_Exercise directions:_
Please reproduce the data below exactly, from the first line through the line containing "let avail = self.staged.len()", and leave every later line out.

##### Dataset excerpts #####

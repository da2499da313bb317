//! The response filter: a codec sitting at the head of the response
//! stream that postpones header emission.
//!
//! While buffering, up to 4 KiB of body bytes are absorbed and nothing
//! reaches the wire, so handlers may keep changing the status, headers
//! and cookies. The filter flips to flushing when the buffer fills or
//! when the stream is flushed at end of response; at that edge it
//! serialises the status line and header once, replays the buffered
//! body, and from then on passes writes straight through. On HEAD
//! requests body bytes are swallowed entirely.

use ember_io::codec::{Codec, Flush};
use ember_io::error::CodecError;

use crate::request::Method;
use crate::response::RsBodyRef;
use crate::session::SessionRef;

/// Body bytes buffered before the header is forced out.
pub const RFBUFSZ: usize = 4096;

enum State {
    Buffering,
    Flushing,
}

pub struct ResponseFilter {
    rs: RsBodyRef,
    ss: Option<SessionRef>,
    state: State,
    buf: Vec<u8>,
    staged: Vec<u8>,
    staged_off: usize,
}

impl ResponseFilter {
    pub fn new(rs: RsBodyRef, ss: Option<SessionRef>) -> ResponseFilter {
        ResponseFilter {
            rs,
            ss,
            state: State::Buffering,
            buf: Vec::with_capacity(RFBUFSZ),
            staged: Vec::new(),
            staged_off: 0,
        }
    }

    fn is_head(&self) -> bool {
        self.rs.borrow().method() == Method::Head
    }

    /// Serialise header + buffered body into the staging area.
    fn stage(&mut self) -> Result<(), CodecError> {
        self.rs
            .borrow()
            .print_header_to(&mut self.staged)
            .map_err(|e| CodecError::Other(e.to_string()))?;
        if !self.is_head() {
            self.staged.extend_from_slice(&self.buf);
        }
        self.buf = Vec::new();
        Ok(())
    }

    fn drain(&mut self, dst: &mut [u8]) -> usize {
        let avail = self.staged.len() - self.staged_off;
        let n = avail.min(dst.len());
        dst[..n].copy_from_slice(&self.staged[self.staged_off..self.staged_off + n]);
        self.staged_off += n;
        if self.staged_off == self.staged.len() {
            self.staged = Vec::new();
            self.staged_off = 0;
        }
        n
    }
}

impl Codec for ResponseFilter {
    fn transform(&mut self, dst: &mut [u8], src: &[u8]) -> Result<(usize, usize), CodecError> {
        if self.is_head() {
            // the header goes out at flush time; the body never does
            return Ok((src.len(), 0));
        }

        if let State::Buffering = self.state {
            if self.buf.len() + src.len() < RFBUFSZ {
                self.buf.extend_from_slice(src);
                return Ok((src.len(), 0));
            }
            // buffer full: last chance to mutate the header, so a
            // session that still lacks an id gets one (and its cookie)
            // right now
            if let Some(ss) = &self.ss {
                let mut ss = ss.borrow_mut();
                if ss.id().is_empty() {
                    ss.ensure_id().map_err(|e| CodecError::Other(e.to_string()))?;
                }
            }
            self.state = State::Flushing;
            self.stage()?;
        }

        if self.staged_off < self.staged.len() {
            return Ok((0, self.drain(dst)));
        }

        let n = dst.len().min(src.len());
        dst[..n].copy_from_slice(&src[..n]);
        Ok((n, n))
    }

    fn flush(&mut self, dst: &mut [u8]) -> Result<(usize, Flush), CodecError> {
        if let State::Buffering = self.state {
            self.state = State::Flushing;
            self.stage()?;
        }
        if self.staged_off < self.staged.len() {
            return Ok((self.drain(dst), Flush::Chunk));
        }
        Ok((0, Flush::Complete))
    }
}

#[cfg(test)]
mod tests {
    use super::*;
    use crate::response::Response;
    use crate::status;
    use ember_io::Stream;

    fn wire_of(rs: &Response, out: &Stream) -> String {
        out.codecs_remove().unwrap();
        out.flush().unwrap();
        let _ = rs;
        String::from_utf8_lossy(&out.mem_contents().unwrap()).into_owned()
    }

    #[test]
    fn test_header_emitted_before_body_and_late_mutation_wins() {
        let out = Stream::mem();
        let rs = Response::new(out.dup(), false);
        rs.set_status(status::OK);
        out.codec_add_tail(Box::new(ResponseFilter::new(rs.body(), None)));

        out.write(b"<html>").unwrap();
        // headers are still mutable because nothing was flushed yet
        rs.set_field("X-Late", "yes");
        out.write(b"</html>").unwrap();

        let text = wire_of(&rs, &out);
        assert!(text.starts_with("HTTP/1.0 200 OK\r\n"));
        assert!(text.contains("X-Late: yes\r\n"));
        assert!(text.ends_with("\r\n\r\n<html></html>"));
    }

    #[test]
    fn test_big_body_forces_header_out() {
        let out = Stream::mem();
        let rs = Response::new(out.dup(), false);
        rs.set_status(status::OK);
        out.codec_add_tail(Box::new(ResponseFilter::new(rs.body(), None)));

        let chunk = vec![b'x'; RFBUFSZ * 2];
        out.write(&chunk).unwrap();
        out.flush().unwrap();
        // header already on the wire even though the stream wasn't torn down
        let so_far = out.mem_contents().unwrap();
        assert!(so_far.starts_with(b"HTTP/1.0 200 OK\r\n"));

        let text = wire_of(&rs, &out);
        assert_eq!(text.matches("HTTP/1.0").count(), 1);
        assert!(text.ends_with(&"x".repeat(RFBUFSZ * 2)));
    }

    #[test]
    fn test_head_suppresses_body() {
        let out = Stream::mem();
        let rs = Response::new(out.dup(), false);
        rs.set_status(status::OK);
        rs.set_method(Method::Head);
        out.codec_add_tail(Box::new(ResponseFilter::new(rs.body(), None)));

        out.write(b"this body must not appear").unwrap();
        let text = wire_of(&rs, &out);
        assert!(text.starts_with("HTTP/1.0 200 OK\r\n"));
        assert!(text.ends_with("\r\n\r\n"));
        assert!(!text.contains("body"));
    }

    #[test]
    fn test_empty_body_still_emits_header() {
        let out = Stream::mem();
        let rs = Response::new(out.dup(), false);
        rs.set_status(status::NO_CONTENT);
        out.codec_add_tail(Box::new(ResponseFilter::new(rs.body(), None)));
        let text = wire_of(&rs, &out);
        assert!(text.starts_with("HTTP/1.0 204 No Content\r\n"));
    }
}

#####

_Your response:_
repository da2499da313bb317
//! The response filter: a codec sitting at the head of the response
//! stream that postpones header emission.
//!
//! While buffering, up to 4 KiB of body bytes are absorbed and nothing
//! reaches the wire, so handlers may keep changing the status, headers
//! and cookies. The filter flips to flushing when the buffer fills or
//! when the stream is flushed at end of response; at that edge it
//! serialises the status line and header once, replays the buffered
//! body, and from then on passes writes straight through. On HEAD
//! requests body bytes are swallowed entirely.

use ember_io::codec::{Codec, Flush};
use ember_io::error::CodecError;

use crate::request::Method;
use crate::response::RsBodyRef;
use crate::session::SessionRef;

/// Body bytes buffered before the header is forced out.
pub const RFBUFSZ: usize = 4096;

enum State {
    Buffering,
    Flushing,
}

pub struct ResponseFilter {
    rs: RsBodyRef,
    ss: Option<SessionRef>,
    state: State,
    buf: Vec<u8>,
    staged: Vec<u8>,
    staged_off: usize,
}

impl ResponseFilter {
    pub fn new(rs: RsBodyRef, ss: Option<SessionRef>) -> ResponseFilter {
        ResponseFilter {
            rs,
            ss,
            state: State::Buffering,
            buf: Vec::with_capacity(RFBUFSZ),
            staged: Vec::new(),
            staged_off: 0,
        }
    }

    fn is_head(&self) -> bool {
        self.rs.borrow().method() == Method::Head
    }

    /// Serialise header + buffered body into the staging area.
    fn stage(&mut self) -> Result<(), CodecError> {
        self.rs
            .borrow()
            .print_header_to(&mut self.staged)
            .map_err(|e| CodecError::Other(e.to_string()))?;
        if !self.is_head() {
            self.staged.extend_from_slice(&self.buf);
        }
        self.buf = Vec::new();
        Ok(())
    }

    fn drain(&mut self, dst: &mut [u8]) -> usize {
        let avail = self.staged.len() - self.staged_off;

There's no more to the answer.